MIR155HG suppresses the osteogenic differentiation of bone marrow mesenchymal stem cells through regulating miR-155-5p and DKK1 expression.

BACKGROUND: Increasing evidence has demonstrated that non-coding RNAs, including the lncRNA MIR155HG, are involved in the pathogenesis of postmenopausal osteoporosis (PMOP). In the current study, we studied MIR155HG function in regulation of osteogenic differentiation and tried to reveal the underlying mechanisms. METHODS: Forty blood samples taken from 20 PMOP patients (PMOP group) and 20 postmenopausal individuals without osteoporosis (control group) were used to compare the contents of MIR155HG and miR-155-5p via RT-PCR. Alizarin red S staining and ALP staining were used to evaluate the osteogenic differentiation potential of bone marrow mesenchymal stem cells (BMSCs). RESULTS: Elevated levels of MIR155HG and miR-155-5p were observed in the blood samples of the PMOP group. Upregulation of MIR155HG resulted in decreased expression of OPN, OSX, ALP, RUNX2 and β-catenin but increased DKK1 expression, together with decreased Alizarin red S + and ALP + staining areas. However, downregulation of DKK1 did not obviously change the above indices induced by MIR155HG upregulation.

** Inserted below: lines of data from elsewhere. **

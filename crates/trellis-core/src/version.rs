//! Module version strings and their ordering.
//!
//! Versions are compared token by token, where a token is a run of digits or
//! a run of non-digits. `.` and `-` only separate tokens:
//! - Numeric tokens compare as integers; a missing numeric token counts as `0`
//! - A present qualifier token ranks below a missing one, so `1.0.0` is
//!   newer than both `1.0.0.RC1` and `1.0.0-RC1`
//! - Known qualifiers order as `SNAPSHOT` < `M` < `RC` < `RELEASE`; other
//!   qualifiers compare lexically

use std::cmp::Ordering;
use std::fmt;
use std::str::FromStr;

use trellis_util::errors::TrellisError;

/// A module version, kept verbatim.
///
/// Equality and hashing use the exact string so that a version always maps
/// back to the same artifact path. Use [`Version::compare`] for ordering.
#[derive(Debug, Clone, PartialEq, Eq, Hash, Default)]
pub struct Version {
    value: String,
}

#[derive(Debug, Clone, PartialEq, Eq)]
enum Token {
    /// Digits with leading zeros stripped.
    Numeric(String),
    Qualifier(String),
}

impl Version {
    /// Sentinel for "no version declared".
    pub const UNSPECIFIED: Version = Version {
        value: String::new(),
    };

    /// Create a version. `?` and blank strings both mean unspecified.
    ///
    /// The value is not checked. Parse it with `str::parse` to reject text
    /// holding `:` or whitespace, which would not survive a round trip
    /// through a coordinate.
    pub fn of(value: &str) -> Self {
        let value = value.trim();
        if value == "?" {
            return Self::UNSPECIFIED;
        }
        Self {
            value: value.to_string(),
        }
    }

    pub fn value(&self) -> &str {
        &self.value
    }

    pub fn is_unspecified(&self) -> bool {
        self.value.is_empty()
    }

    pub fn is_snapshot(&self) -> bool {
        self.value.to_uppercase().ends_with("SNAPSHOT")
    }

    /// `true` iff every dot-separated segment is made of digits only.
    pub fn is_digits_only(&self) -> bool {
        !self.value.is_empty()
            && self
                .value
                .split('.')
                .all(|s| !s.is_empty() && s.chars().all(|c| c.is_ascii_digit()))
    }

    /// `+` (any version) or a prefix pattern such as `1.2.+`.
    pub fn is_dynamic(&self) -> bool {
        self.value.ends_with('+')
    }

    /// Whether `candidate` satisfies this dynamic version.
    pub fn matches_dynamic(&self, candidate: &Version) -> bool {
        match self.value.strip_suffix('+') {
            Some(prefix) => candidate.value.starts_with(prefix) && !candidate.is_dynamic(),
            None => self == candidate,
        }
    }

    pub fn is_greater_than(&self, other: &Version) -> bool {
        self.compare(other) == Ordering::Greater
    }

    /// Order two versions with the build-tool comparator described in the module docs.
    pub fn compare(&self, other: &Version) -> Ordering {
        let left = tokenize(&self.value);
        let right = tokenize(&other.value);
        let max_len = left.len().max(right.len());
        for i in 0..max_len {
            let ord = compare_tokens(left.get(i), right.get(i));
            if ord != Ordering::Equal {
                return ord;
            }
        }
        Ordering::Equal
    }
}

impl fmt::Display for Version {
    fn fmt(&self, f: &mut fmt::Formatter<'_>) -> fmt::Result {
        f.write_str(&self.value)
    }
}

impl FromStr for Version {
    type Err = TrellisError;

    fn from_str(s: &str) -> Result<Self, Self::Err> {
        if s.contains(':') || s.trim().chars().any(char::is_whitespace) {
            return Err(TrellisError::parse(format!("'{s}' is not a valid version")));
        }
        Ok(Self::of(s))
    }
}

impl From<&str> for Version {
    fn from(value: &str) -> Self {
        Self::of(value)
    }
}

fn compare_tokens(a: Option<&Token>, b: Option<&Token>) -> Ordering {
    match (a, b) {
        (None, None) => Ordering::Equal,
        (Some(t), None) => compare_to_missing(t),
        (None, Some(t)) => compare_to_missing(t).reverse(),
        (Some(Token::Numeric(a)), Some(Token::Numeric(b))) => compare_numeric(a, b),
        (Some(Token::Numeric(_)), Some(Token::Qualifier(_))) => Ordering::Greater,
        (Some(Token::Qualifier(_)), Some(Token::Numeric(_))) => Ordering::Less,
        (Some(Token::Qualifier(a)), Some(Token::Qualifier(b))) => compare_qualifiers(a, b),
    }
}

fn compare_to_missing(token: &Token) -> Ordering {
    match token {
        Token::Numeric(n) if n.is_empty() => Ordering::Equal,
        Token::Numeric(_) => Ordering::Greater,
        Token::Qualifier(_) => Ordering::Less,
    }
}

fn compare_numeric(a: &str, b: &str) -> Ordering {
    a.len().cmp(&b.len()).then_with(|| a.cmp(b))
}

fn compare_qualifiers(a: &str, b: &str) -> Ordering {
    match (qualifier_rank(a), qualifier_rank(b)) {
        (Some(ra), Some(rb)) => ra.cmp(&rb),
        _ => a.cmp(b),
    }
}

fn qualifier_rank(word: &str) -> Option<u8> {
    match word.to_uppercase().as_str() {
        "SNAPSHOT" => Some(0),
        "M" | "MILESTONE" => Some(1),
        "RC" | "CR" => Some(2),
        "RELEASE" | "FINAL" | "GA" => Some(3),
        _ => None,
    }
}

fn tokenize(version: &str) -> Vec<Token> {
    let mut tokens = Vec::new();
    let mut current = String::new();
    let mut numeric = false;

    for ch in version.chars() {
        if ch == '.' || ch == '-' {
            flush(&mut tokens, &mut current, numeric);
            continue;
        }
        let is_digit = ch.is_ascii_digit();
        if !current.is_empty() && is_digit != numeric {
            flush(&mut tokens, &mut current, numeric);
        }
        numeric = is_digit;
        current.push(ch);
    }
    flush(&mut tokens, &mut current, numeric);
    tokens
}

fn flush(tokens: &mut Vec<Token>, current: &mut String, numeric: bool) {
    if current.is_empty() {
        return;
    }
    let token = if numeric {
        Token::Numeric(current.trim_start_matches('0').to_string())
    } else {
        Token::Qualifier(current.clone())
    };
    tokens.push(token);
    current.clear();
}

#[cfg(test)]
mod tests {
    use super::*;

    fn cmp(a: &str, b: &str) -> Ordering {
        Version::of(a).compare(&Version::of(b))
    }

    #[test]
    fn basic_ordering() {
        assert_eq!(cmp("1", "2"), Ordering::Less);
        assert_eq!(cmp("1.0", "1.0.1"), Ordering::Less);
        assert_eq!(cmp("0.8.9.RELEASE", "0.8.14.RELEASE"), Ordering::Less);
    }

    #[test]
    fn qualifier_ranks() {
        assert_eq!(cmp("1.0.1.RELEASE", "1.0.1.RC1"), Ordering::Greater);
        assert_eq!(cmp("0.8.9.M9", "0.8.9.M11"), Ordering::Less);
        assert_eq!(cmp("2.0.M3", "2.0.RC1"), Ordering::Less);
        assert_eq!(cmp("2.0-SNAPSHOT", "2.0.M1"), Ordering::Less);
    }

    #[test]
    fn missing_qualifier_outranks_present_one() {
        assert_eq!(cmp("1.0.0", "1.0.0.RC1"), Ordering::Greater);
        assert_eq!(cmp("1.0.0", "1.0.0-RC1"), Ordering::Greater);
        assert_eq!(cmp("1.0-SNAPSHOT", "1.0"), Ordering::Less);
    }

    #[test]
    fn missing_numeric_counts_as_zero() {
        assert_eq!(cmp("1.0.0", "1.0.0.1"), Ordering::Less);
        assert_eq!(cmp("1.0.0", "1.0.0.0"), Ordering::Equal);
        assert_eq!(cmp("1.0", "1.0.0"), Ordering::Equal);
    }

    #[test]
    fn unknown_qualifiers_compare_lexically() {
        assert_eq!(cmp("31.0-android", "31.0-jre"), Ordering::Less);
        assert_eq!(cmp("31.0-jre", "32.0-jre"), Ordering::Less);
    }

    #[test]
    fn large_numbers_do_not_overflow() {
        assert_eq!(
            cmp("1.99999999999999999999999", "1.100000000000000000000000"),
            Ordering::Less
        );
        assert_eq!(cmp("1.007", "1.7"), Ordering::Equal);
    }

    #[test]
    fn digits_only() {
        assert!(Version::of("1.0.12").is_digits_only());
        assert!(!Version::of("1.0-RC1").is_digits_only());
        assert!(!Version::of("1..0").is_digits_only());
        assert!(!Version::UNSPECIFIED.is_digits_only());
    }

    #[test]
    fn snapshot_detection() {
        assert!(Version::of("1.0-SNAPSHOT").is_snapshot());
        assert!(!Version::of("1.0").is_snapshot());
    }

    #[test]
    fn unspecified_forms() {
        assert!(Version::of("").is_unspecified());
        assert!(Version::of("?").is_unspecified());
        assert_eq!(Version::of("?"), Version::UNSPECIFIED);
    }

    #[test]
    fn dynamic_versions() {
        let any = Version::of("+");
        let minor = Version::of("1.2.+");
        assert!(any.is_dynamic());
        assert!(any.matches_dynamic(&Version::of("9.9")));
        assert!(minor.matches_dynamic(&Version::of("1.2.7")));
        assert!(!minor.matches_dynamic(&Version::of("1.3.0")));
        assert!(!Version::of("1.2").is_dynamic());
    }

    #[test]
    fn display() {
        assert_eq!(Version::of("1.8.0").to_string(), "1.8.0");
    }
}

Further experiments revealed that MIR155HG caused an increase in the expression of miR-155-5p, which also serves as an inhibitor of the osteogenic differentiation of BMSCs through binding to β-catenin. Consistent with DKK1 knockdown, downregulation of miR-155-5p only also did not obviously reverse the repressive effect of MIR155HG on osteoblastic differentiation, but downregulation of DKK1 and miR-155-5p synchronously restored the osteogenic differentiation ability of BMSCs suppressed by MIR155HG overexpression. CONCLUSION: MIR155HG suppressed the osteoblastic differentiation of BMSCs by regulating miR-155-5p and DKK1 expression. Either inhibition of miR-155-5p and DKK1 or direct suppression of MIR155HG may be effective approaches for treating PMOP.